Newbie at R wrote:>
> Hey Everyone!
>
> I wanted to carry out Hierarchical clustering using distance matrices i
> have calculated ( instead of euclidean distance etc.)
>
> I understand as.dist is the function for this, but the distances in the
> dendrogram i got by using the following script(1) were not the distances
> defined in my distance matrices.
>
> script:
> var<-read.table("the distance matrix i calculated",
header=TRUE, sep=" ")
> var_HC<-hclust(as.dist(var),method="average")
>
>
> var_dendro<-as.dendrogram(var_HC)
>
> plot(var_dendro,ylim=c(0,5), nodePar =list(lab.cex = 0.3),
header=title("
> My Distance Matrix"))
>
>
> I did some research and found that the hclust function (from the hclust
> help page):
>
>
> "...Initially, each object is assigned to its own cluster and then the
> algorithm proceeds iteratively, at each stage joining the two most similar
> clusters, continuing until there is just a single cluster.
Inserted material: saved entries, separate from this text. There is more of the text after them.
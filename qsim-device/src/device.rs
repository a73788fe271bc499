//! The qubit device: circuit execution and measurement statistics
//!
//! [`QubitDevice`] drives a [`StateBackend`] through a tape, rotates the
//! state into the measurement basis, draws samples when shots are
//! configured, and turns measurement requests into values. The statistics
//! layer is written against basis-state probabilities and raw bit samples
//! only, so it works unchanged over any backend.
//!
//! Basis convention: the first device wire is the most significant bit,
//! `|q_0, q_1, ..., q_{n-1}>`.

use num_complex::Complex64;
use rand::rngs::StdRng;
use rand::SeedableRng;

use qsim_core::measurement::{Measurement, MeasurementKind, Tape};
use qsim_core::observable::Observable;
use qsim_core::operation::Operation;
use qsim_core::wires::{WireLabel, Wires};
use qsim_state::apply::{DenseBackend, StateBackend};
use qsim_state::state_vector::StateVector;
use qsim_state::{density_matrix, StateError};

use crate::basis::{argsort, basis_states, bit_weights, bits_to_index};
use crate::error::{DeviceError, Result};
use crate::result::{ExecutionResult, MeasurementValue, ProbResult};
use crate::sampling::SampleBuffer;
use crate::shots::Shots;

/// Static configuration of a device
#[derive(Debug, Clone)]
pub struct DeviceConfig {
    /// Device wires; registration order defines the basis bit order
    pub wires: Wires,
    /// Shot configuration
    pub shots: Shots,
    /// Seed for the sampling generator, fresh entropy when unset
    pub seed: Option<u64>,
    /// Whether state and density-matrix measurements are allowed
    pub returns_state: bool,
}

impl DeviceConfig {
    /// Analytic device over the canonical wires `0..num_wires`
    pub fn new(num_wires: usize) -> Self {
        Self {
            wires: Wires::range(num_wires),
            shots: Shots::Analytic,
            seed: None,
            returns_state: true,
        }
    }

    pub fn with_wires(mut self, wires: Wires) -> Self {
        self.wires = wires;
        self
    }

    pub fn with_shots(mut self, shots: Shots) -> Self {
        self.shots = shots;
        self
    }

    pub fn with_seed(mut self, seed: u64) -> Self {
        self.seed = Some(seed);
        self
    }

    pub fn with_returns_state(mut self, returns_state: bool) -> Self {
        self.returns_state = returns_state;
        self
    }
}

/// A statevector simulator device
///
/// # Example
/// ```
/// use qsim_core::measurement::{Measurement, Tape};
/// use qsim_core::observable::Observable;
/// use qsim_core::operation::Operation;
/// use qsim_device::device::{DeviceConfig, QubitDevice};
///
/// let mut dev = QubitDevice::dense(DeviceConfig::new(1));
/// let tape = Tape::new(
///     vec![Operation::Hadamard { wire: 0usize.into() }],
///     vec![Measurement::expval(Observable::PauliX { wire: 0usize.into() })],
/// );
/// let result = dev.execute(&tape).unwrap();
/// let value = result.as_single().unwrap()[0].as_scalar().unwrap();
/// assert!((value - 1.0).abs() < 1e-10);
/// ```
pub struct QubitDevice<B: StateBackend> {
    config: DeviceConfig,
    backend: B,
    /// State after measurement rotations
    state: StateVector,
    /// State before measurement rotations
    pre_rotated_state: StateVector,
    samples: Option<SampleBuffer>,
    rng: StdRng,
    num_executions: u64,
}

impl QubitDevice<DenseBackend> {
    /// Device over the reference dense backend
    pub fn dense(config: DeviceConfig) -> Self {
        Self::new(config, DenseBackend)
    }
}
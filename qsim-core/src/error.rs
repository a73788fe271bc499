//! Error types for core circuit structures

use thiserror::Error;

/// Errors that can occur while constructing or querying circuit structures
#[derive(Error, Debug, Clone, PartialEq)]
pub enum CoreError {
    /// A wire label appears more than once in a wire set
    #[error("Duplicate wire label '{label}' in wire set")]
    DuplicateWire { label: String },

    /// A wire label was not found in the reference wire set
    #[error("Wire label '{label}' not found on the device")]
    WireNotFound { label: String },

    /// The observable does not define eigenvalues
    #[error("Eigenvalues are undefined for observable '{observable}'")]
    EigenvaluesUndefined { observable: String },

    /// The observable does not define diagonalizing gates
    #[error("Diagonalizing gates are undefined for observable '{observable}'")]
    DiagonalizingGatesUndefined { observable: String },

    /// A matrix has the wrong shape for the wires it acts on
    #[error("Matrix of {elements} elements does not match {wires} wire(s)")]
    InvalidMatrix { elements: usize, wires: usize },

    /// An operation has no parameter derivative
    #[error("Operation '{operation}' has no parameter derivative")]
    DerivativeUndefined { operation: String },

    /// Eigendecomposition did not converge
    #[error("Jacobi eigendecomposition did not converge after {sweeps} sweeps")]
    EigendecompositionFailed { sweeps: usize },
}

/// Result type for core operations
pub type Result<T> = std::result::Result<T, CoreError>;
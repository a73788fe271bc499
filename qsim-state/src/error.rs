//! Error types for state vector operations

use thiserror::Error;

/// Errors that can occur during state vector operations
#[derive(Error, Debug, Clone, PartialEq)]
pub enum StateError {
    /// Invalid qubit index
    #[error("Invalid qubit index {index} for {num_qubits}-qubit state")]
    InvalidQubitIndex { index: usize, num_qubits: usize },

    /// Dimension mismatch
    #[error("Dimension mismatch: expected {expected}, got {actual}")]
    DimensionMismatch { expected: usize, actual: usize },

    /// Invalid basis state index
    #[error("Basis state {index} out of range for dimension {dimension}")]
    InvalidBasisState { index: usize, dimension: usize },

    /// Matrix shape does not match the wires it acts on
    #[error("Matrix of {elements} elements cannot act on {wires} wire(s)")]
    InvalidMatrix { elements: usize, wires: usize },

    /// Operation without a matrix representation reached a kernel
    #[error("Operation '{name}' has no matrix representation")]
    NonUnitaryOperation { name: String },

    /// Amplitude data does not describe a normalized state
    #[error("Sum of amplitudes-squared does not equal one (norm {norm})")]
    NotNormalized { norm: f64 },
}

/// Result type for state vector operations
pub type Result<T> = std::result::Result<T, StateError>;
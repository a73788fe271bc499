//! Dense statevector storage
//!
//! Amplitudes are stored flat, indexed by computational basis state with
//! the first wire as the most significant bit: for three wires, index 4 is
//! `|100>`, i.e. wire 0 in state 1.

use crate::error::{Result, StateError};
use num_complex::Complex64;
use std::fmt;

/// A dense complex statevector over `num_qubits` wires
#[derive(Clone, PartialEq)]
pub struct StateVector {
    amplitudes: Vec<Complex64>,
    num_qubits: usize,
}

impl StateVector {
    /// Create the |0...0> state
    pub fn new(num_qubits: usize) -> Self {
        let mut amplitudes = vec![Complex64::new(0.0, 0.0); 1 << num_qubits];
        amplitudes[0] = Complex64::new(1.0, 0.0);
        Self {
            amplitudes,
            num_qubits,
        }
    }

    /// Create a computational basis state from its index
    pub fn basis_state(num_qubits: usize, index: usize) -> Result<Self> {
        let dimension = 1usize << num_qubits;
        if index >= dimension {
            return Err(StateError::InvalidBasisState { index, dimension });
        }
        let mut amplitudes = vec![Complex64::new(0.0, 0.0); dimension];
        amplitudes[index] = Complex64::new(1.0, 0.0);
        Ok(Self {
            amplitudes,
            num_qubits,
        })
    }

    /// Create a state from amplitude data
    ///
    /// # Errors
    /// Returns an error if `amplitudes` does not have length `2^num_qubits`.
    pub fn from_amplitudes(num_qubits: usize, amplitudes: &[Complex64]) -> Result<Self> {
        let dimension = 1usize << num_qubits;
        if amplitudes.len() != dimension {
            return Err(StateError::DimensionMismatch {
                expected: dimension,
                actual: amplitudes.len(),
            });
        }
        Ok(Self {
            amplitudes: amplitudes.to_vec(),
            num_qubits,
        })
    }

    /// Number of qubits
    #[inline]
    pub fn num_qubits(&self) -> usize {
        self.num_qubits
    }

    /// State dimension (2^num_qubits)
    #[inline]
    pub fn dimension(&self) -> usize {
        self.amplitudes.len()
    }

    /// The amplitudes, basis-index order
    #[inline]
    pub fn amplitudes(&self) -> &[Complex64] {
        &self.amplitudes
    }

    /// Mutable access to the amplitudes
    #[inline]
    pub fn amplitudes_mut(&mut self) -> &mut [Complex64] {
        &mut self.amplitudes
    }

    /// The norm of the state
    pub fn norm(&self) -> f64 {
        self.amplitudes
            .iter()
            .map(|a| a.norm_sqr())
            .sum::<f64>()
            .sqrt()
    }

    /// Whether the state is normalized within `tolerance`
    pub fn is_normalized(&self, tolerance: f64) -> bool {
        (self.norm() - 1.0).abs() < tolerance
    }

    /// Probability of each basis state
    pub fn probabilities(&self) -> Vec<f64> {
        self.amplitudes.iter().map(|a| a.norm_sqr()).collect()
    }

    /// The inner product `<self|other>`
    pub fn overlap(&self, other: &StateVector) -> Complex64 {
        self.amplitudes
            .iter()
            .zip(other.amplitudes.iter())
            .map(|(a, b)| a.conj() * b)
            .sum()
    }
}

impl fmt::Debug for StateVector {
    fn fmt(&self, f: &mut fmt::Formatter<'_>) -> fmt::Result {
        write!(
            f,
            "StateVector {{ qubits: {}, dim: {}, norm: {:.6} }}",
            self.num_qubits,
            self.dimension(),
            self.norm()
        )
    }
}

#[cfg(test)]
mod tests {
    use super::*;
    use approx::assert_relative_eq;

    #[test]
    fn test_new_is_zero_state() {
        let state = StateVector::new(2);
        assert_eq!(state.dimension(), 4);
        assert_relative_eq!(state.amplitudes()[0].re, 1.0);
        assert!(state.is_normalized(1e-12));
    }

    #[test]
    fn test_basis_state_index_convention() {
        // First wire is the most significant bit: |10> has index 2.
        let state = StateVector::basis_state(2, 2).unwrap();
        assert_relative_eq!(state.probabilities()[2], 1.0);
    }

    #[test]
    fn test_basis_state_out_of_range() {
        assert!(matches!(
            StateVector::basis_state(1, 2),
            Err(StateError::InvalidBasisState { .. })
        ));
    }

    #[test]
    fn test_from_amplitudes_length_check() {
        let amps = vec![Complex64::new(1.0, 0.0); 3];
        assert!(matches!(
            StateVector::from_amplitudes(2, &amps),
            Err(StateError::DimensionMismatch { .. })
        ));
    }

    #[test]
    fn test_overlap_conjugates_left() {
        let a = StateVector::from_amplitudes(
            1,
            &[Complex64::new(0.0, 1.0), Complex64::new(0.0, 0.0)],
        )
        .unwrap();
        let b = StateVector::new(1);
        let overlap = a.overlap(&b);
        assert_relative_eq!(overlap.re, 0.0, epsilon = 1e-12);
        assert_relative_eq!(overlap.im, -1.0, epsilon = 1e-12);
    }
}
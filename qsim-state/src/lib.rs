//! Dense quantum state storage and evolution kernels
//!
//! This crate owns the statevector representation and everything that
//! touches raw amplitudes: the gate-application kernels behind the
//! [`StateBackend`] trait, and reduced-density-matrix / entropy routines.
//! All statistics and differentiation logic lives in the device crate.

pub mod apply;
pub mod density_matrix;
pub mod error;
pub mod state_vector;

pub use apply::{DenseBackend, StateBackend};
pub use density_matrix::{mutual_info, reduced_density_matrix, vn_entropy};
pub use error::{Result, StateError};
pub use state_vector::StateVector;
At each stage
> distances between clusters are recomputed by the Lance?Williams
> dissimilarity update formula according to the particular clustering method
> being used. ..."
>
>
> I am wondering is there another function that doesnt do " At each
stage
> distances between clusters are recomputed by the Lance?Williams
> dissimilarity update formula according to the particular clustering method
> being used.."???
>
>
> I hope my message was clear, any help would be greatly appreciated.
>
>
> Thanks!!
>
> A.Jadoon
>
> Kings College London
>
>
>
If I understand your question correctly, you expected to find the
distances in your matrix in the dendrogram?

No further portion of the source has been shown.